DATA EXTRACT:

//! Wish exchange: spend accumulated score on self-chosen rewards.
//!
//! Spendable score is the lifetime sum of final scores minus the cost of
//! every redeemed wish. Redemption checks and marks inside one write
//! session, so two redemptions can never spend the same score.

use chrono::NaiveDateTime;
use rusqlite::{params, OptionalExtension, Row};
use serde::{Deserialize, Serialize};

use crate::error::{CoreError, Result, ValidationError};
use crate::storage::config::Tunables;
use crate::storage::database::{format_ts, opt_ts_column, ts_column};
use crate::storage::Session;

#[derive(Debug, Clone, Copy, PartialEq, Eq, Serialize, Deserialize)]
#[serde(rename_all = "snake_case")]
pub enum WishStatus {
    Pending,
    Redeemed,
}

impl WishStatus {
    fn as_str(self) -> &'static str {
        match self {
            WishStatus::Pending => "pending",
            WishStatus::Redeemed => "redeemed",
        }
    }

    fn parse(s: &str) -> Option<Self> {
        match s {
            "pending" => Some(WishStatus::Pending),
            "redeemed" => Some(WishStatus::Redeemed),
            _ => None,
        }
    }
}

#[derive(Debug, Clone, PartialEq, Serialize, Deserialize)]
pub struct Wish {
    pub id: i64,
    pub name: String,
    pub cost: i64,
    pub status: WishStatus,
    pub created_at: NaiveDateTime,
    pub redeemed_at: Option<NaiveDateTime>,
}

/// A pending wish and how close the user is to affording it.
#[derive(Debug, Clone, PartialEq, Serialize, Deserialize)]
pub struct WishProgress {
    pub wish: Wish,
    /// `spendable / cost`, capped at 1.0.
    pub progress: f64,
    pub affordable: bool,
}

impl WishProgress {
    pub fn new(wish: Wish, spendable: f64) -> Self {
        let progress = (spendable / wish.cost as f64).clamp(0.0, 1.0);
        let affordable = spendable >= wish.cost as f64;
        Self {
            wish,
            progress,
            affordable,
        }
    }
}

/// Cost suggestion derived from archived daily scores.
#[derive(Debug, Clone, Copy, PartialEq, Serialize, Deserialize)]
pub struct WishSuggestion {
    pub average_daily_score: f64,
    pub suggested_cost: i64,
    /// Upper end of a reasonable range, ten times the suggestion.
    pub upper_bound: i64,
}

impl WishSuggestion {
    /// `None` when there is no positive history to base a suggestion on.
    pub fn from_daily_scores(scores: &[f64], days: f64) -> Option<Self> {
        if scores.is_empty() {
            return None;
        }
        let average = scores.iter().sum::<f64>() / scores.len() as f64;
        if average <= 0.0 {
            return None;
        }
        let suggested_cost = (average * days) as i64;
        Some(Self {
            average_daily_score: average,
            suggested_cost,
            upper_bound: suggested_cost.saturating_mul(10),
        })
    }
}

/// Trim and check a new wish.
pub fn validate_wish(name: &str, cost: i64, tunables: &Tunables) -> Result<String, ValidationError> {
    let name = name.trim();
    if name.is_empty() {
        return Err(ValidationError::EmptyName);
    }
    let chars = name.chars().count();
    if chars > tunables.max_wish_name_chars {
        return Err(ValidationError::InvalidValue {
            field: "name".into(),
            message: format!("{chars} characters, at most {} allowed", tunables.max_wish_name_chars),
        });
    }
    if cost < tunables.min_wish_cost {
        return Err(ValidationError::InvalidValue {
            field: "cost".into(),
            message: format!("{cost} is below the minimum of {}", tunables.min_wish_cost),
        });
    }
    Ok(name.to_string())
}

const WISH_COLUMNS: &str = "id, name, cost, status, created_at, redeemed_at";

fn row_to_wish(row: &Row) -> rusqlite::Result<Wish> {
    let status: String = row.get(3)?;
    let status = WishStatus::parse(&status).ok_or_else(|| {
        rusqlite::Error::FromSqlConversionFailure(
            3,
            rusqlite::types::Type::Text,
            format!("unknown wish status '{status}'").into(),
        )
    })?;
    Ok(Wish {
        id: row.get(0)?,
        name: row.get(1)?,
        cost: row.get(2)?,
        status,
        created_at: ts_column(row, 4)?,
        redeemed_at: opt_ts_column(row, 5)?,
    })
}

impl Session<'_> {
    pub fn insert_wish(&self, name: &str, cost: i64, created_at: NaiveDateTime) -> Result<Wish> {
        self.conn().execute(
            "INSERT INTO wishes (name, cost, status, created_at) VALUES (?1, ?2, ?3, ?4)",
            params![name, cost, WishStatus::Pending.as_str(), format_ts(created_at)],
        )?;
        Ok(Wish {
            id: self.conn().last_insert_rowid(),
            name: name.to_string(),
            cost,
            status: WishStatus::Pending,
            created_at,
            redeemed_at: None,
        })
    }

    pub fn wish(&self, id: i64) -> Result<Option<Wish>> {
        let wish = self
            .conn()
            .query_row(
                &format!("SELECT {WISH_COLUMNS} FROM wishes WHERE id = ?1"),
                params![id],
                row_to_wish,
            )
            .optional()?;
        Ok(wish)
    }

    pub fn wishes_with_status(&self, status: WishStatus) -> Result<Vec<Wish>> {
        let mut stmt = self.conn().prepare(&format!(
            "SELECT {WISH_COLUMNS} FROM wishes WHERE status = ?1 ORDER BY id"
        ))?;
        let rows = stmt
            .query_map(params![status.as_str()], row_to_wish)?
            .collect::<rusqlite::Result<Vec<_>>>()?;
        Ok(rows)
    }

    /// Total cost of every redeemed wish.
    pub fn redeemed_total(&self) -> Result<i64> {
        let total = self.conn().query_row(
            "SELECT COALESCE(SUM(cost), 0) FROM wishes WHERE status = 'redeemed'",
            [],
            |row| row.get::<_, i64>(0),
        )?;
        Ok(total)
    }

    /// Lifetime score minus redeemed wishes.
    pub fn spendable_score(&self) -> Result<f64> {
        Ok(self.total_score()? - self.redeemed_total()? as f64)
    }

    /// Redeem a pending wish if the spendable score covers it.
    pub fn redeem_wish(&self, id: i64, at: NaiveDateTime) -> Result<Wish> {
        let wish = self
            .wish(id)?
            .filter(|w| w.status == WishStatus::Pending)
            .ok_or_else(|| CoreError::NotFound {
                kind: "pending wish",
                id: id.to_string(),
            })?;

        let available = self.spendable_score()?;
        if available < wish.cost as f64 {
            return Err(CoreError::InsufficientScore {
                needed: wish.cost,
                available,
            });
        }

        self.conn().execute(
            "UPDATE wishes SET status = ?1, redeemed_at = ?2 WHERE id = ?3",
            params![WishStatus::Redeemed.as_str(), format_ts(at), id],
        )?;
        Ok(Wish {
            status: WishStatus::Redeemed,
            redeemed_at: Some(at),
            ..wish
        })
    }
}
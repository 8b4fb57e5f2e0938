use clap::Subcommand;
use timescore_core::NewBehavior;

use super::{open_service, print_json, CmdResult};

#[derive(Subcommand)]
pub enum BehaviorAction {
    /// Add a behavior to the catalog
    Add {
        /// Unique behavior name
        name: String,
        /// Level code: S, A, B, C, D, R, R1, R2 or R3
        level: String,
        /// Category label
        #[arg(long)]
        category: Option<String>,
        /// Score per minute (defaults to the level's rate)
        #[arg(long, allow_hyphen_values = true)]
        base_score: Option<f64>,
        /// Energy cost per minute; negative restores energy
        #[arg(long, allow_hyphen_values = true)]
        energy_cost: Option<f64>,
    },
    /// List catalog behaviors
    List {
        /// Only behaviors at this level (bare R matches every tier)
        #[arg(long)]
        level: Option<String>,
    },
}

pub fn run(action: BehaviorAction) -> CmdResult {
    let ts = open_service()?;
    match action {
        BehaviorAction::Add {
            name,
            level,
            category,
            base_score,
            energy_cost,
        } => {
            let new = NewBehavior {
                name,
                level,
                category,
                base_score_per_minute: base_score,
                energy_cost_per_minute: energy_cost,
            };
            print_json(&ts.add_behavior(new)?)
        }
        BehaviorAction::List { level: Some(level) } => {
            print_json(&ts.lookup_behaviors_by_level(&level)?)
        }
        BehaviorAction::List { level: None } => print_json(&ts.behaviors()?),
    }
}
//! Energy economy.
//!
//! Energy is a bounded resource in `[0, energy_max]`. Productive work
//! drains it, recovery behaviors and idle time refill it, and its level
//! scales every score through [`EnergyLedger::coefficient`].

mod ledger;

pub use ledger::{EnergyCost, EnergyLedger};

EXERCISE DIRECTIONS:
Could you report all lines of the listing that hold "days"?

RESPONSE AREA:
    pub fn from_daily_scores(scores: &[f64], days: f64) -> Option<Self> {
        let suggested_cost = (average * days) as i64;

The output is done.